Birds of ill omen — then and now
Arte is currently broadcasting The Birds by Alfred Hitchcock (1963). It’s striking how this great cinema classic resonates with our present day. A master of suspense, Hitchcock takes his time setting up the plot, almost to the point of boredom. Nothing truly dramatic happens during the first hour of the film. Melanie Daniels (Tippi Hedren), a beautiful, wealthy, and independent young woman—very much of her time, the sixties—with her almost metallic platinum-blonde hair, is intrigued by a man, Mitch Brenner (Rod Taylor), who teases her in a San Francisco bird shop. She pursues him in her convertible Aston Martin along the Californian coast all the way to Bodega Bay.
It is there that the film slowly begins to echo our present: when peaceful everyday life darkens under an uncontrollable threat. When birds, usually harmless, start attacking humans for no apparent reason.

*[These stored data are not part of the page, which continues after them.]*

//! Participant mutual exclusion across coordinations.
//!
//! A participant is held by at most one coordination at a time. Acquiring a
//! participant held elsewhere blocks until the holder releases it, the wait
//! times out, the waiting coordination terminates, or the engine shuts down.

use std::collections::{HashMap, HashSet};
use std::time::Instant;

use parking_lot::{Condvar, Mutex};
use tracing::{debug, warn};

use concord_common::{as_millis, CoordinationError, CoordinationId, Result};

use crate::config::LockConfig;
use crate::metrics::SharedMetrics;
use crate::participant::ParticipantKey;

/// Outcome of a participant acquisition.
#[derive(Debug, Clone, Copy, PartialEq, Eq)]
pub enum Acquisition {
    /// The participant was free and is now held by the requester.
    Acquired,
    /// The requester already held the participant.
    AlreadyHeld,
    /// The requesting coordination terminated while waiting.
    Abandoned,
}

#[derive(Default)]
struct TableState {
    /// Participant to holding coordination.
    holders: HashMap<ParticipantKey, CoordinationId>,
    /// Wait-for edges of blocked acquisitions, keyed by wait ticket.
    waiting: HashMap<u64, (CoordinationId, CoordinationId)>,
    next_ticket: u64,
    shutdown: bool,
}

impl TableState {
    /// Follow the wait-for edges starting at `holder`; true if any path leads back to `requester`.
    fn closes_cycle(&self, requester: CoordinationId, holder: CoordinationId) -> bool {
        let mut pending = vec![holder];
        let mut visited = HashSet::new();

        while let Some(current) = pending.pop() {
            if current == requester {
                return true;
            }
            if !visited.insert(current) {
                continue;
            }
            pending.extend(
                self.waiting
                    .values()
                    .filter(|(waiter, _)| *waiter == current)
                    .map(|(_, next)| *next),
            );
        }
        false
    }
}

/// Registry of participant to holding coordination.
pub struct ParticipantLockTable {
    state: Mutex<TableState>,
    released: Condvar,
    config: LockConfig,
    metrics: SharedMetrics,
}

impl ParticipantLockTable {
    /// Create a new lock table.
    pub fn new(config: LockConfig, metrics: SharedMetrics) -> Self {
        Self {
            state: Mutex::new(TableState::default()),
            released: Condvar::new(),
            config,
            metrics,
        }
    }

    /// Acquire `participant` for `owner`, blocking while another coordination holds it.
    ///
    /// `is_abandoned` is polled on every wakeup; once it reports true the wait
    /// ends with [`Acquisition::Abandoned`].
    pub fn acquire<F>(
        &self,
        participant: ParticipantKey,
        owner: CoordinationId,
        is_abandoned: F,
    ) -> Result<Acquisition>
    where
        F: Fn() -> bool,
    {
        let started = Instant::now();
        let deadline = self.config.acquire_timeout.map(|t| started + t);
        let mut state = self.state.lock();
        let mut counted_wait = false;
        state.next_ticket += 1;
        let ticket = state.next_ticket;

        let outcome = loop {
            if state.shutdown {
                break Err(CoordinationError::EngineShutdown);
            }

            let holder = match state.holders.get(&participant) {
                None => {
                    state.holders.insert(participant, owner);
                    break Ok(Acquisition::Acquired);
                }
                Some(&holder) if holder == owner => break Ok(Acquisition::AlreadyHeld),
                Some(&holder) => holder,
            };

            if is_abandoned() {
                break Ok(Acquisition::Abandoned);
            }

            if self.config.detect_deadlocks && state.closes_cycle(owner, holder) {
                self.metrics.deadlock_detected();
                warn!(
                    coordination_id = %owner,
                    holder_id = %holder,
                    participant = %participant,
                    "Deadlock detected while acquiring participant"
                );
                break Err(CoordinationError::Deadlock {
                    coordination: owner,
                    holder,
                });
            }

            if !counted_wait {
                counted_wait = true;
                self.metrics.lock_wait();
                debug!(
                    coordination_id = %owner,
                    holder_id = %holder,
                    participant = %participant,
                    "Waiting for participant"
                );
            }
            state.waiting.insert(ticket, (owner, holder));

            match deadline {
                Some(deadline) => {
                    if !self.released.wait_until(&mut state, deadline).timed_out() {
                        continue;
                    }
                    // The holder may have changed while waiting.
                    if let Some(holder) = state
                        .holders
                        .get(&participant)
                        .copied()
                        .filter(|h| *h != owner)
                    {
                        self.metrics.lock_timeout();
                        warn!(
                            coordination_id = %owner,
                            holder_id = %holder,
                            participant = %participant,
                            "Timed out waiting for participant"
                        );
                        break Err(CoordinationError::LockTimeout {
                            coordination: owner,
                            holder,
                            waited_ms: as_millis(started.elapsed()),
                        });
                    }
                }
                None => self.released.wait(&mut state),
            }
        };

        state.waiting.remove(&ticket);
        outcome
    }

    /// Release `participant` if it is held by `owner`, waking all waiters.
    pub fn release(&self, participant: ParticipantKey, owner: CoordinationId) -> bool {
        let released = {
            let mut state = self.state.lock();
            match state.holders.get(&participant) {
                Some(&holder) if holder == owner => {
                    state.holders.remove(&participant);
                    true
                }
                _ => false,
            }
        };

        if released {
            self.released.notify_all();
        }
        released
    }

    /// Wake all waiters so they re-check whether their coordination is still active.
    pub fn wake_waiters(&self) {
        // Taking the lock orders this wakeup after any in-flight abandonment check.
        drop(self.state.lock());
        self.released.notify_all();
    }

    /// Coordination currently holding `participant`.
    pub fn holder(&self, participant: ParticipantKey) -> Option<CoordinationId> {
        self.state.lock().holders.get(&participant).copied()
    }

    /// Number of participants currently held.
    pub fn held_count(&self) -> usize {
        self.state.lock().holders.len()
    }

    /// Refuse further acquisitions and wake all waiters with a shutdown error.
    pub fn shutdown(&self) {
        self.state.lock().shutdown = true;
        self.released.notify_all();
    }
}

#[cfg(test)]
mod tests {
    use super::*;
    use crate::metrics::Metrics;
    use crate::participant::{Participant, ParticipantRef};
    use crate::Coordination;
    use std::sync::atomic::{AtomicBool, Ordering};
    use std::sync::{mpsc, Arc, Barrier};
    use std::thread;
    use std::time::Duration;

    struct Dummy;

    impl Participant for Dummy {
        fn ended(&self, _: &Coordination) -> anyhow::Result<()> {
            Ok(())
        }

        fn failed(&self, _: &Coordination) -> anyhow::Result<()> {
            Ok(())
        }
    }

    fn key() -> (ParticipantRef, ParticipantKey) {
        let participant: ParticipantRef = Arc::new(Dummy);
        let key = ParticipantKey::of(&participant);
        (participant, key)
    }

    fn create_test_table(acquire_timeout: Option<Duration>) -> Arc<ParticipantLockTable> {
        let config = LockConfig {
            acquire_timeout,
            detect_deadlocks: true,
        };
        Arc::new(ParticipantLockTable::new(config, Arc::new(Metrics::new())))
    }

    fn id(n: u64) -> CoordinationId {
        CoordinationId::new(n)
    }

    #[test]
    fn test_acquire_and_release() {
        let table = create_test_table(None);
        let (_p, p) = key();

        assert_eq!(table.acquire(p, id(1), || false).unwrap(), Acquisition::Acquired);
        assert_eq!(table.acquire(p, id(1), || false).unwrap(), Acquisition::AlreadyHeld);
        assert_eq!(table.holder(p), Some(id(1)));

        assert!(!table.release(p, id(2)));
        assert!(table.release(p, id(1)));
        assert!(!table.release(p, id(1)));
        assert_eq!(table.held_count(), 0);
    }

    #[test]
    fn test_waiter_blocks_until_release() {
        let table = create_test_table(None);
        let (_p, p) = key();
        table.acquire(p, id(1), || false).unwrap();

        let (tx, rx) = mpsc::channel();
        let waiter = {
            let table = table.clone();
            thread::spawn(move || {
                let outcome = table.acquire(p, id(2), || false);
                tx.send(()).unwrap();
                outcome
            })
        };

        assert!(rx.recv_timeout(Duration::from_millis(50)).is_err());
        table.release(p, id(1));

        assert_eq!(waiter.join().unwrap().unwrap(), Acquisition::Acquired);
        assert_eq!(table.holder(p), Some(id(2)));
    }

    #[test]
    fn test_bounded_wait_times_out() {
        let table = create_test_table(Some(Duration::from_millis(30)));
        let (_p, p) = key();
        table.acquire(p, id(1), || false).unwrap();

        let err = table.acquire(p, id(2), || false).unwrap_err();
        assert!(matches!(
            err,
            CoordinationError::LockTimeout { coordination, holder, waited_ms }
                if coordination == id(2) && holder == id(1) && waited_ms >= 30
        ));
    }

    #[test]
    fn test_abandoned_waiter_wakes() {
        let table = create_test_table(None);
        let (_p, p) = key();
        table.acquire(p, id(1), || false).unwrap();

        let abandoned = Arc::new(AtomicBool::new(false));
        let waiter = {
            let table = table.clone();
            let abandoned = abandoned.clone();
            thread::spawn(move || table.acquire(p, id(2), || abandoned.load(Ordering::SeqCst)))
        };

        thread::sleep(Duration::from_millis(20));
        abandoned.store(true, Ordering::SeqCst);
        table.wake_waiters();

        assert_eq!(waiter.join().unwrap().unwrap(), Acquisition::Abandoned);
        assert_eq!(table.holder(p), Some(id(1)));
    }

    #[test]
    fn test_wait_for_cycle_is_refused() {
        let table = create_test_table(Some(Duration::from_secs(5)));
        let (_a, a) = key();
        let (_b, b) = key();
        table.acquire(a, id(1), || false).unwrap();
        table.acquire(b, id(2), || false).unwrap();

        // Coordination 1 blocks on b (held by 2).
        let barrier = Arc::new(Barrier::new(2));
        let first = {
            let table = table.clone();
            let barrier = barrier.clone();
            thread::spawn(move || {
                barrier.wait();
                table.acquire(b, id(1), || false)
            })
        };
        barrier.wait();
        thread::sleep(Duration::from_millis(30));

        // Coordination 2 asking for a (held by 1) closes the cycle.
        let err = table.acquire(a, id(2), || false).unwrap_err();
        assert!(matches!(err, CoordinationError::Deadlock { coordination, holder }
            if coordination == id(2) && holder == id(1)));

        table.release(b, id(2));
        assert_eq!(first.join().unwrap().unwrap(), Acquisition::Acquired);
    }

    fn wait_for_waiters(table: &ParticipantLockTable, count: usize) {
        while table.state.lock().waiting.len() < count {
            thread::sleep(Duration::from_millis(1));
        }
    }

    #[test]
    fn test_parallel_waits_of_one_coordination_keep_their_edges() {
        let table = create_test_table(Some(Duration::from_secs(5)));
        let (_p, p) = key();
        let (_q, q) = key();
        let (_r, r) = key();
        table.acquire(p, id(1), || false).unwrap();
        table.acquire(q, id(1), || false).unwrap();
        table.acquire(r, id(2), || false).unwrap();

        // Two threads of coordination 2 block on coordination 1.
        let spawn_waiter = |participant| {
            let table = table.clone();
            thread::spawn(move || table.acquire(participant, id(2), || false))
        };
        let on_p = spawn_waiter(p);
        let on_q = spawn_waiter(q);
        wait_for_waiters(&table, 2);

        table.release(p, id(1));
        assert_eq!(on_p.join().unwrap().unwrap(), Acquisition::Acquired);

        // The remaining wait on q still closes the cycle.
        let err = table.acquire(r, id(1), || false).unwrap_err();
        assert!(matches!(err, CoordinationError::Deadlock { coordination, holder }
            if coordination == id(1) && holder == id(2)));

        table.release(q, id(1));
        assert_eq!(on_q.join().unwrap().unwrap(), Acquisition::Acquired);
        assert!(table.state.lock().waiting.is_empty());
    }

    #[test]
    fn test_lock_timeout_reports_current_holder() {
        let table = create_test_table(Some(Duration::from_millis(60)));
        let (_p, p) = key();
        table.acquire(p, id(1), || false).unwrap();

        let waiter = {
            let table = table.clone();
            thread::spawn(move || table.acquire(p, id(2), || false))
        };
        wait_for_waiters(&table, 1);

        // Hand the participant over without waking the waiter.
        table.state.lock().holders.insert(p, id(3));

        let err = waiter.join().unwrap().unwrap_err();
        assert!(matches!(err, CoordinationError::LockTimeout { coordination, holder, .. }
            if coordination == id(2) && holder == id(3)));
    }

    #[test]
    fn test_shutdown_wakes_waiters() {
        let table = create_test_table(None);
        let (_p, p) = key();
        table.acquire(p, id(1), || false).unwrap();

        let waiter = {
            let table = table.clone();
            thread::spawn(move || table.acquire(p, id(2), || false))
        };

        thread::sleep(Duration::from_millis(20));
        table.shutdown();

        assert!(matches!(
            waiter.join().unwrap(),
            Err(CoordinationError::EngineShutdown)
        ));
    }
}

The “scientific” voice, embodied by a disbelieving elderly lady, Mrs. Bundy (Ethel Griffies), protests:
— Birds are not aggressive, miss; they bring beauty into this world. It is rather the human species that strives and even takes pleasure in making life difficult on this planet…

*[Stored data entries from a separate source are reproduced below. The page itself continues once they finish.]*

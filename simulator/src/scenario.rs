//! Simulation scenarios.

use std::path::Path;

use anyhow::Context;
use serde::{Deserialize, Serialize};

/// A simulation scenario.
#[derive(Debug, Clone, Serialize, Deserialize)]
#[serde(default)]
pub struct Scenario {
    /// Scenario name.
    pub name: String,
    /// Description.
    pub description: String,
    /// Concurrent workers, each with its own thread-of-control.
    pub workers: usize,
    /// Coordinations begun by each worker.
    pub iterations: usize,
    /// Size of the shared resource pool.
    pub resources: usize,
    /// Resources whose `ended` callback reports an error.
    pub faulty_resources: usize,
    /// Resources enrolled per iteration, spread over the nesting levels.
    pub participants_per_iteration: usize,
    /// Coordinations stacked per iteration.
    pub nesting_depth: usize,
    /// Simulated work between enrollment and termination (ms).
    pub hold_ms: u64,
    /// Timeout given to coordinations that are left to expire (ms).
    pub timeout_ms: u64,
    /// Participant lock wait bound (ms, 0 = unbounded).
    pub lock_timeout_ms: u64,
    /// Acquire resources in pool order, which rules out wait-for cycles.
    pub ordered_acquisition: bool,
    /// Share of iterations failed explicitly.
    pub fail_probability: f64,
    /// Share of iterations left to time out.
    pub timeout_probability: f64,
}

impl Default for Scenario {
    fn default() -> Self {
        Self {
            name: "custom".to_string(),
            description: String::new(),
            workers: 4,
            iterations: 50,
            resources: 8,
            faulty_resources: 0,
            participants_per_iteration: 2,
            nesting_depth: 1,
            hold_ms: 2,
            timeout_ms: 25,
            lock_timeout_ms: 2_000,
            ordered_acquisition: true,
            fail_probability: 0.0,
            timeout_probability: 0.0,
        }
    }
}

impl Scenario {
    /// Load a scenario by name.
    pub fn load(name: &str) -> anyhow::Result<Self> {
        match name {
            "contention" => Ok(Self::contention()),
            "timeouts" => Ok(Self::timeouts()),
            "nested" => Ok(Self::nested()),
            "mixed" => Ok(Self::mixed()),
            _ => Err(anyhow::anyhow!("Unknown scenario: {}", name)),
        }
    }

    /// Load a scenario from a JSON file; missing fields take their defaults.
    pub fn from_file(path: &Path) -> anyhow::Result<Self> {
        let raw = std::fs::read_to_string(path)
            .with_context(|| format!("reading scenario file {}", path.display()))?;
        let scenario: Self = serde_json::from_str(&raw)
            .with_context(|| format!("parsing scenario file {}", path.display()))?;
        scenario.validate()?;
        Ok(scenario)
    }

    /// Validate scenario parameters.
    pub fn validate(&self) -> anyhow::Result<()> {
        if self.workers == 0 || self.iterations == 0 {
            anyhow::bail!("workers and iterations must be positive");
        }
        if self.participants_per_iteration > self.resources {
            anyhow::bail!(
                "cannot enroll {} of {} resources",
                self.participants_per_iteration,
                self.resources
            );
        }
        if self.nesting_depth == 0 {
            anyhow::bail!("nesting depth must be at least 1");
        }
        if self.timeout_ms == 0 {
            anyhow::bail!("timeout must be positive");
        }
        let probabilities = self.fail_probability + self.timeout_probability;
        if self.fail_probability < 0.0 || self.timeout_probability < 0.0 || probabilities > 1.0 {
            anyhow::bail!("outcome probabilities must lie in [0, 1] and sum to at most 1");
        }
        Ok(())
    }

    /// Many workers competing for few resources in random order.
    fn contention() -> Self {
        Self {
            name: "contention".to_string(),
            description: "Workers race for a small pool; wait-for cycles are refused".to_string(),
            workers: 8,
            iterations: 100,
            resources: 4,
            participants_per_iteration: 2,
            ordered_acquisition: false,
            ..Self::default()
        }
    }

    /// Most coordinations are left to their deadline.
    fn timeouts() -> Self {
        Self {
            name: "timeouts".to_string(),
            description: "Coordinations expire while holding resources".to_string(),
            workers: 4,
            iterations: 40,
            resources: 16,
            timeout_ms: 20,
            timeout_probability: 0.7,
            ..Self::default()
        }
    }

    /// Stacked coordinations ended from the outermost level.
    fn nested() -> Self {
        Self {
            name: "nested".to_string(),
            description: "Three-level nesting with occasional inner failures".to_string(),
            workers: 4,
            iterations: 50,
            resources: 24,
            participants_per_iteration: 3,
            nesting_depth: 3,
            fail_probability: 0.2,
            ..Self::default()
        }
    }

    /// Every outcome, nesting and a faulty resource.
    fn mixed() -> Self {
        Self {
            name: "mixed".to_string(),
            description: "Ends, failures, timeouts and faulty participants together".to_string(),
            workers: 6,
            iterations: 60,
            resources: 12,
            faulty_resources: 1,
            participants_per_iteration: 3,
            nesting_depth: 2,
            fail_probability: 0.15,
            timeout_probability: 0.15,
            ..Self::default()
        }
    }
}

#[cfg(test)]
mod tests {
    use super::*;

    #[test]
    fn test_named_scenarios_are_valid() {
        for name in ["contention", "timeouts", "nested", "mixed"] {
            let scenario = Scenario::load(name).unwrap();
            assert_eq!(scenario.name, name);
            scenario.validate().unwrap();
        }
        assert!(Scenario::load("nope").is_err());
    }

    #[test]
    fn test_partial_json_uses_defaults() {
        let scenario: Scenario =
            serde_json::from_str(r#"{"name": "tiny", "workers": 2, "iterations": 3}"#).unwrap();

        assert_eq!(scenario.workers, 2);
        assert_eq!(scenario.resources, Scenario::default().resources);
        scenario.validate().unwrap();
    }

    #[test]
    fn test_invalid_probabilities() {
        let scenario = Scenario {
            fail_probability: 0.7,
            timeout_probability: 0.5,
            ..Scenario::default()
        };
        assert!(scenario.validate().is_err());
    }
}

Mitch Brenner tries to secure the house before the birds attack, but there are breaches in the defenses… Seagulls and crows turned belligerent break through like (re)programmed drones… Today: the surprise attacks of a neighboring country that no one believed possible, still ongoing and multiplying; former allies suddenly turning against those who thought them friendly; barbaric tyrants.